Your goal:
Word for word, repeat every entry that appears below.

(Beginning of Source data)

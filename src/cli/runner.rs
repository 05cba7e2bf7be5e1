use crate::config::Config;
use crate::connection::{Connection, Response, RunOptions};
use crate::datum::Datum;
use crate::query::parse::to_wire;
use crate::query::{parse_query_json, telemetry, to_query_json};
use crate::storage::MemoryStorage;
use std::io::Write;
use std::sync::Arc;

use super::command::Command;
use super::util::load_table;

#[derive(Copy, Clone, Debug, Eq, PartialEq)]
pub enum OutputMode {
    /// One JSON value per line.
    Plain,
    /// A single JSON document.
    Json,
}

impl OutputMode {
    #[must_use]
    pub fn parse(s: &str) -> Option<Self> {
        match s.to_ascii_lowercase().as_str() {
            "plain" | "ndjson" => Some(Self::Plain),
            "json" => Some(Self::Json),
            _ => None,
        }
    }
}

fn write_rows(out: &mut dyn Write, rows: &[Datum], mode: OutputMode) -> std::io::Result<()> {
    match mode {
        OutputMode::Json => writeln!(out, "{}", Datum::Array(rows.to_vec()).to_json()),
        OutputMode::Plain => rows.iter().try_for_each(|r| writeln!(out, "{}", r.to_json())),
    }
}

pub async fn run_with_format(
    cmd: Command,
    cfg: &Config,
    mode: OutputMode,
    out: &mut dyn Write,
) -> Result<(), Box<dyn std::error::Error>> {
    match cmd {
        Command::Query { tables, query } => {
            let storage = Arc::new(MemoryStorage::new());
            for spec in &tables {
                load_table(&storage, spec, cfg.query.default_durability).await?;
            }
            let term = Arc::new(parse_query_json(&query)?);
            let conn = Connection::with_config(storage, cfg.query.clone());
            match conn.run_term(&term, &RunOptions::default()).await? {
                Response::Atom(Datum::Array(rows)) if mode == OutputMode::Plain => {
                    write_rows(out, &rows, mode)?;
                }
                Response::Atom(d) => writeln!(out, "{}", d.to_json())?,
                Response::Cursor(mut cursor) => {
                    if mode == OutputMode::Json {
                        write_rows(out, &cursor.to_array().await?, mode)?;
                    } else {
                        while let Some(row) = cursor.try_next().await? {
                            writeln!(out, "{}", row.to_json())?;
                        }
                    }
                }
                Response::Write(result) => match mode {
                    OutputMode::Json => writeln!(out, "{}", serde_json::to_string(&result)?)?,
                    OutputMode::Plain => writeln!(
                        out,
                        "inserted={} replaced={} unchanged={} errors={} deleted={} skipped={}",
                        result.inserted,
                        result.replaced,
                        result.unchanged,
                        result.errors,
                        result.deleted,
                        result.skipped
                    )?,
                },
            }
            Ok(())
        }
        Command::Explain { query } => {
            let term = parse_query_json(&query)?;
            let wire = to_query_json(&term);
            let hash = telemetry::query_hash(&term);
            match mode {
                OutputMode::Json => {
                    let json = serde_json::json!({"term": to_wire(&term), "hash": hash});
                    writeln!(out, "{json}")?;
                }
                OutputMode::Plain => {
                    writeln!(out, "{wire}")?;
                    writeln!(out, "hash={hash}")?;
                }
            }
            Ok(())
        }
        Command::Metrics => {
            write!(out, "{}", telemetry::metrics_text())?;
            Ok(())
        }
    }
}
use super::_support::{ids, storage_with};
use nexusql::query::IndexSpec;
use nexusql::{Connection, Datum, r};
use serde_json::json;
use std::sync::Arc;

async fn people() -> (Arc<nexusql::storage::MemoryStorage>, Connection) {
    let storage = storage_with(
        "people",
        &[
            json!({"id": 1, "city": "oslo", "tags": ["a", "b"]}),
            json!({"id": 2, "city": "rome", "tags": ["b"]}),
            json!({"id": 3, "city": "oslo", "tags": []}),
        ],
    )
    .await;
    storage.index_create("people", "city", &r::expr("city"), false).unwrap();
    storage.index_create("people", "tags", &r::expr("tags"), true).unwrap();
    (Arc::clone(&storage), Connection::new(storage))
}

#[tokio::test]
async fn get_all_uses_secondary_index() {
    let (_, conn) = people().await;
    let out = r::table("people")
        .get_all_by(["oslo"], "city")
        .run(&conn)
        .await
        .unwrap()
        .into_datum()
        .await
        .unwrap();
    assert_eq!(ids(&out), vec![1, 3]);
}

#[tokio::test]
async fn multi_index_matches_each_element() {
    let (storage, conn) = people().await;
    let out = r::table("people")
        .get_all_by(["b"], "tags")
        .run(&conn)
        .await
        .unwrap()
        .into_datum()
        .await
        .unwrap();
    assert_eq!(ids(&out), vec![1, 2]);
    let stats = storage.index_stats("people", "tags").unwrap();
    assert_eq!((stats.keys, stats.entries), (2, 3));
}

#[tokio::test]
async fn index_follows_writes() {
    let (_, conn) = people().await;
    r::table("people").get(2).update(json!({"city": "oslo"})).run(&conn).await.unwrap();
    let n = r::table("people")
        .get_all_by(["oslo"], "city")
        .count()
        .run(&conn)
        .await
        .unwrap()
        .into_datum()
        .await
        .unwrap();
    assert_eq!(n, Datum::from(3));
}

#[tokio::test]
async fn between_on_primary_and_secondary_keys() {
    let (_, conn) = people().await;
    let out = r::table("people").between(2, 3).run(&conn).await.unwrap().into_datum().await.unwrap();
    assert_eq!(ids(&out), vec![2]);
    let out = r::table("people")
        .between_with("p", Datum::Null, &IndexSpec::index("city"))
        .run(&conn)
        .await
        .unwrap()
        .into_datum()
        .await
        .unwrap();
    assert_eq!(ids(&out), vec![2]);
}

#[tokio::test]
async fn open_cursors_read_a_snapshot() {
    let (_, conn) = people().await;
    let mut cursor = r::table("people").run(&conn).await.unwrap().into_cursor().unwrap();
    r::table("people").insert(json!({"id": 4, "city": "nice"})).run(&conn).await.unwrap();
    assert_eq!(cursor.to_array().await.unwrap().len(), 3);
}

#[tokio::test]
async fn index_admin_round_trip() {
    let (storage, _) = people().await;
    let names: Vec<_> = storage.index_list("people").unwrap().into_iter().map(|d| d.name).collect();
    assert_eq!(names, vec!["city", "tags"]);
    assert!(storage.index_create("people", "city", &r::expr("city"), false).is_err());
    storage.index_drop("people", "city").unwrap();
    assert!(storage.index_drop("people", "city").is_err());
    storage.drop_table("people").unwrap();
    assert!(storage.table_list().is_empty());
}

(End of Source data)

Solved problem:
filename src/cli/runner.rs
repository 05cba7e2bf7be5e1
use crate::config::Config;
use crate::connection::{Connection, Response, RunOptions};
use crate::datum::Datum;
use crate::query::parse::to_wire;
use crate::query::{parse_query_json, telemetry, to_query_json};
use crate::storage::MemoryStorage;
use std::io::Write;
use std::sync::Arc;

use super::command::Command;
use super::util::load_table;

#[derive(Copy, Clone, Debug, Eq, PartialEq)]
pub enum OutputMode {
    /// One JSON value per line.
    Plain,
    /// A single JSON document.
    Json,
}

impl OutputMode {
    #[must_use]
    pub fn parse(s: &str) -> Option<Self> {
        match s.to_ascii_lowercase().as_str() {
            "plain" | "ndjson" => Some(Self::Plain),
            "json" => Some(Self::Json),
            _ => None,
        }
    }
}

fn write_rows(out: &mut dyn Write, rows: &[Datum], mode: OutputMode) -> std::io::Result<()> {
    match mode {
        OutputMode::Json => writeln!(out, "{}", Datum::Array(rows.to_vec()).to_json()),
        OutputMode::Plain => rows.iter().try_for_each(|r| writeln!(out, "{}", r.to_json())),
    }
}

pub async fn run_with_format(
    cmd: Command,
    cfg: &Config,
    mode: OutputMode,
    out: &mut dyn Write,
) -> Result<(), Box<dyn std::error::Error>> {
    match cmd {
        Command::Query { tables, query } => {
            let storage = Arc::new(MemoryStorage::new());
            for spec in &tables {
                load_table(&storage, spec, cfg.query.default_durability).await?;
            }
            let term = Arc::new(parse_query_json(&query)?);
            let conn = Connection::with_config(storage, cfg.query.clone());
            match conn.run_term(&term, &RunOptions::default()).await? {
                Response::Atom(Datum::Array(rows)) if mode == OutputMode::Plain => {
                    write_rows(out, &rows, mode)?;
                }
                Response::Atom(d) => writeln!(out, "{}", d.to_json())?,
                Response::Cursor(mut cursor) => {
                    if mode == OutputMode::Json {
                        write_rows(out, &cursor.to_array().await?, mode)?;
                    } else {
                        while let Some(row) = cursor.try_next().await? {
                            writeln!(out, "{}", row.to_json())?;
                        }
                    }
                }
                Response::Write(result) => match mode {
                    OutputMode::Json => writeln!(out, "{}", serde_json::to_string(&result)?)?,
                    OutputMode::Plain => writeln!(
                        out,
                        "inserted={} replaced={} unchanged={} errors={} deleted={} skipped={}",
                        result.inserted,
                        result.replaced,
                        result.unchanged,
                        result.errors,
                        result.deleted,
                        result.skipped
                    )?,
                },
            }
            Ok(())
        }
        Command::Explain { query } => {
            let term = parse_query_json(&query)?;
            let wire = to_query_json(&term);
            let hash = telemetry::query_hash(&term);
            match mode {
                OutputMode::Json => {
                    let json = serde_json::json!({"term": to_wire(&term), "hash": hash});
                    writeln!(out, "{json}")?;
                }
                OutputMode::Plain => {
                    writeln!(out, "{wire}")?;
                    writeln!(out, "hash={hash}")?;
                }
            }
            Ok(())
        }
        Command::Metrics => {
            write!(out, "{}", telemetry::metrics_text())?;
            Ok(())
        }
    }
}
use super::_support::{ids, storage_with};
use nexusql::query::IndexSpec;
use nexusql::{Connection, Datum, r};
use serde_json::json;
use std::sync::Arc;

async fn people() -> (Arc<nexusql::storage::MemoryStorage>, Connection) {
    let storage = storage_with(
        "people",
        &[
            json!({"id": 1, "city": "oslo", "tags": ["a", "b"]}),
            json!({"id": 2, "city": "rome", "tags": ["b"]}),
            json!({"id": 3, "city": "oslo", "tags": []}),
        ],
    )
    .await;
    storage.index_create("people", "city", &r::expr("city"), false).unwrap();
    storage.index_create("people", "tags", &r::expr("tags"), true).unwrap();
    (Arc::clone(&storage), Connection::new(storage))
}

#[tokio::test]
async fn get_all_uses_secondary_index() {
    let (_, conn) = people().await;
    let out = r::table("people")
        .get_all_by(["oslo"], "city")
        .run(&conn)
        .await
        .unwrap()
        .into_datum()
        .await
        .unwrap();
    assert_eq!(ids(&out), vec![1, 3]);
}

#[tokio::test]
async fn multi_index_matches_each_element() {
    let (storage, conn) = people().await;
    let out = r::table("people")
        .get_all_by(["b"], "tags")
        .run(&conn)
        .await
        .unwrap()
        .into_datum()
        .await
        .unwrap();
    assert_eq!(ids(&out), vec![1, 2]);
    let stats = storage.index_stats("people", "tags").unwrap();
    assert_eq!((stats.keys, stats.entries), (2, 3));
}

#[tokio::test]
async fn index_follows_writes() {
    let (_, conn) = people().await;
    r::table("people").get(2).update(json!({"city": "oslo"})).run(&conn).await.unwrap();
    let n = r::table("people")
        .get_all_by(["oslo"], "city")
        .count()
        .run(&conn)
        .await
        .unwrap()
        .into_datum()
        .await
        .unwrap();
    assert_eq!(n, Datum::from(3));
}

#[tokio::test]
async fn between_on_primary_and_secondary_keys() {
    let (_, conn) = people().await;
    let out = r::table("people").between(2, 3).run(&conn).await.unwrap().into_datum().await.unwrap();
    assert_eq!(ids(&out), vec![2]);
    let out = r::table("people")
        .between_with("p", Datum::Null, &IndexSpec::index("city"))
        .run(&conn)
        .await
        .unwrap()
        .into_datum()
        .await
        .unwrap();
    assert_eq!(ids(&out), vec![2]);
}

#[tokio::test]
async fn open_cursors_read_a_snapshot() {
    let (_, conn) = people().await;
    let mut cursor = r::table("people").run(&conn).await.unwrap().into_cursor().unwrap();
    r::table("people").insert(json!({"id": 4, "city": "nice"})).run(&conn).await.unwrap();
    assert_eq!(cursor.to_array().await.unwrap().len(), 3);
}

#[tokio::test]
async fn index_admin_round_trip() {
    let (storage, _) = people().await;
    let names: Vec<_> = storage.index_list("people").unwrap().into_iter().map(|d| d.name).collect();
    assert_eq!(names, vec!["city", "tags"]);
    assert!(storage.index_create("people", "city", &r::expr("city"), false).is_err());
    storage.index_drop("people", "city").unwrap();
    assert!(storage.index_drop("people", "city").is_err());
    storage.drop_table("people").unwrap();
    assert!(storage.table_list().is_empty());
}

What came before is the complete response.